Outbreak of deadly disease sends authorities scrambling

Outbreak of deadly disease sends authorities scrambling

C. auris, a fungal infection, had never been seen before in the United States, and now it's popping up all over the place.

Authorities are trying to get a handle on a new fungal infection that is sometimes fatal after 13 people fell ill from such a disease for the first time in the United States, according to a report from the Centers for Disease Control and Prevention. The fungus is called Candida auris, and is known to occur in hospitals and nursing homes, however it hadn’t yet been seen in the U.S., an alarming development.

A total of seven cases were reported between May 2013 and August 2016 in Illinois, Maryland, New Jersey and New York, and four of those patients died with bloodstream infections, although authorities couldn’t confirm that C. auris was the cause. Another six cases have been identified since August, and those are under investigation.

Scientists have found that C. auris bloodstream infections have a 50 percent fatality rate in some countries, although it’s unclear how potent this drug resistant infection would be in the U.S.

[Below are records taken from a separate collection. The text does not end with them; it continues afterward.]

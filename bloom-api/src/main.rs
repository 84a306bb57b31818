//! bloom-api - Curriculum service entry point
//!
//! Turns uploaded textbooks into chapter/lesson/quiz curricula and serves the
//! teacher, student and subject records around them.

use std::fs::OpenOptions;
use std::net::SocketAddr;
use std::path::PathBuf;
use std::sync::{Arc, Mutex};

use anyhow::{Context, Result};
use bloom_api::blob::LocalBlobStore;
use bloom_api::config::{migrate_key_to_database, resolve_completion_api_key, GenerationSettings};
use bloom_api::AppState;
use bloom_common::config::{
    load_toml_config_or_default, LoggingConfig, RootFolderInitializer, RootFolderResolver, TomlConfig,
};
use clap::Parser;
use tokio::signal;
use tracing::{error, info, warn};
use tracing_subscriber::{layer::SubscriberExt, util::SubscriberInitExt, EnvFilter};

/// Command-line arguments for bloom-api
#[derive(Parser, Debug)]
#[command(name = "bloom-api")]
#[command(about = "Curriculum generation service for bloom")]
#[command(version)]
struct Args {
    /// Port to listen on
    #[arg(short, long, default_value = "5780", env = "BLOOM_PORT")]
    port: u16,

    /// Address to bind
    #[arg(short, long, default_value = "127.0.0.1", env = "BLOOM_BIND")]
    bind: String,

    /// Root folder holding the database and blob store
    #[arg(short, long, env = "BLOOM_ROOT_FOLDER")]
    root_folder: Option<PathBuf>,
}

#[tokio::main]
async fn main() -> Result<()> {
    let args = Args::parse();

    let resolver = RootFolderResolver::new("bloom").with_cli_arg(args.root_folder.clone());
    let config_path = resolver.config_path();
    let toml_config = config_path
        .as_deref()
        .map(load_toml_config_or_default)
        .unwrap_or_else(TomlConfig::default);

    init_tracing(&toml_config.logging)?;

    info!(
        "Starting bloom-api v{} [{}] built {} ({})",
        env!("CARGO_PKG_VERSION"),
        env!("GIT_HASH"),
        env!("BUILD_TIMESTAMP"),
        env!("BUILD_PROFILE")
    );

    // Root folder and database
    let initializer = RootFolderInitializer::new(resolver.resolve());
    initializer
        .ensure_directory_exists()
        .context("Failed to initialize root folder")?;
    info!("Root folder: {}", initializer.root_folder().display());

    let db_path = initializer.database_path();
    info!("Database: {}", db_path.display());
    let db = bloom_common::db::init_database(&db_path)
        .await
        .context("Failed to open database")?;

    let settings = GenerationSettings::load(&db)
        .await
        .context("Failed to load generation settings")?;
    info!(
        model = %settings.completion_model,
        chunk_max_chars = settings.chunk_max_chars,
        ordering = %settings.chapter_ordering,
        "Generation settings loaded"
    );

    let blobs = Arc::new(LocalBlobStore::new(initializer.blob_path()));
    info!("Blob store: {}", blobs.root().display());
    let mut state = AppState::new(db.clone(), blobs, settings);
    if let Some(path) = config_path.clone() {
        state = state.with_toml_path(path);
    }

    // Completion key; the service starts degraded without one
    match resolve_completion_api_key(&db, &toml_config).await {
        Ok((key, source)) => {
            if let Err(e) = migrate_key_to_database(&key, source, &db, config_path.as_deref()).await {
                warn!("Failed to migrate completion API key to database: {}", e);
            }
            state
                .install_api_key(key)
                .await
                .map_err(|e| anyhow::anyhow!("{}", e))?;
        }
        Err(e) => {
            warn!("{}", e);
            warn!("Uploads will fail until a completion API key is configured");
        }
    }

    let app = bloom_api::build_router(state);

    let addr: SocketAddr = format!("{}:{}", args.bind, args.port)
        .parse()
        .with_context(|| format!("Invalid bind address {}:{}", args.bind, args.port))?;
    let listener = tokio::net::TcpListener::bind(addr)
        .await
        .context("Failed to bind to address")?;

    info!("Listening on http://{}", addr);
    info!("Health check: http://{}/health", addr);

    axum::serve(listener, app)
        .with_graceful_shutdown(shutdown_signal())
        .await
        .context("Server error")?;

    info!("Server shutdown complete");
    Ok(())
}

/// RUST_LOG wins over the TOML level; a TOML log file replaces stderr
fn init_tracing(logging: &LoggingConfig) -> Result<()> {
    let filter = EnvFilter::try_from_default_env().unwrap_or_else(|_| {
        let level = &logging.level;
        format!("bloom_api={level},bloom_common={level},tower_http={level}").into()
    });

    match &logging.file {
        Some(path) => {
            let file = OpenOptions::new()
                .create(true)
                .append(true)
                .open(path)
                .with_context(|| format!("Failed to open log file {}", path.display()))?;
            tracing_subscriber::registry()
                .with(filter)
                .with(tracing_subscriber::fmt::layer().with_ansi(false).with_writer(Mutex::new(file)))
                .init();
        }
        None => {
            tracing_subscriber::registry()
                .with(filter)
                .with(tracing_subscriber::fmt::layer())
                .init();
        }
    }
    Ok(())
}

/// Graceful shutdown signal handler
async fn shutdown_signal() {
    let ctrl_c = async {
        if let Err(e) = signal::ctrl_c().await {
            error!("Failed to install Ctrl+C handler: {}", e);
            std::future::pending::<()>().await;
        }
    };

    #[cfg(unix)]
    let terminate = async {
        match signal::unix::signal(signal::unix::SignalKind::terminate()) {
            Ok(mut sig) => {
                sig.recv().await;
            }
            Err(e) => {
                error!("Failed to install signal handler: {}", e);
                std::future::pending::<()>().await;
            }
        }
    };

    #[cfg(not(unix))]
    let terminate = std::future::pending::<()>();

    tokio::select! {
        _ = ctrl_c => {
            info!("Received Ctrl+C, shutting down");
        },
        _ = terminate => {
            info!("Received terminate signal, shutting down");
        },
    }
}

“In two separate circumstances, two patients were hospitalized in the same hospital,” the CDC statement reads. “The first instance included the two patients from Illinois who were admitted to the same hospital on three separate occasions but were on different floors or wings of the hospital. These two patients were subsequently also admitted to a long-term acute care hospital within days of one another, although their admission dates did not overlap. The second instance involved the patients identified in Maryland and New Jersey. The patient identified in Maryland was a resident of New Jersey and had been hospitalized at the same time as the New Jersey patient, in the same New Jersey hospital, but on a different ward. This overlapping admission occurred approximately 6 months before C. auris was identified in the Maryland hospital.

“Specimens for surveillance cultures to evaluate patients for colonization were taken from the three living patients (one with C. auris in the blood, one in urine and one in the external ear canal),” the statement continues. “In all three cases, cultures yielded C. auris from at least one body site, including groin, axilla, nares, and rectum, 1–3 months after initial detection of C. auris. Environmental cultures of the hospital room were collected during a subsequent hospitalization of one of the Illinois patients who had a C. auris bloodstream infection 3 months earlier, and who remained persistently colonized in multiple body sites; samples taken from the mattress, bedside table, bed rail, chair, and windowsill all yielded C. auris. C. auris was not detected in this patient’s hospital room after terminal cleaning with sodium hypochlorite solution and ultraviolet light.”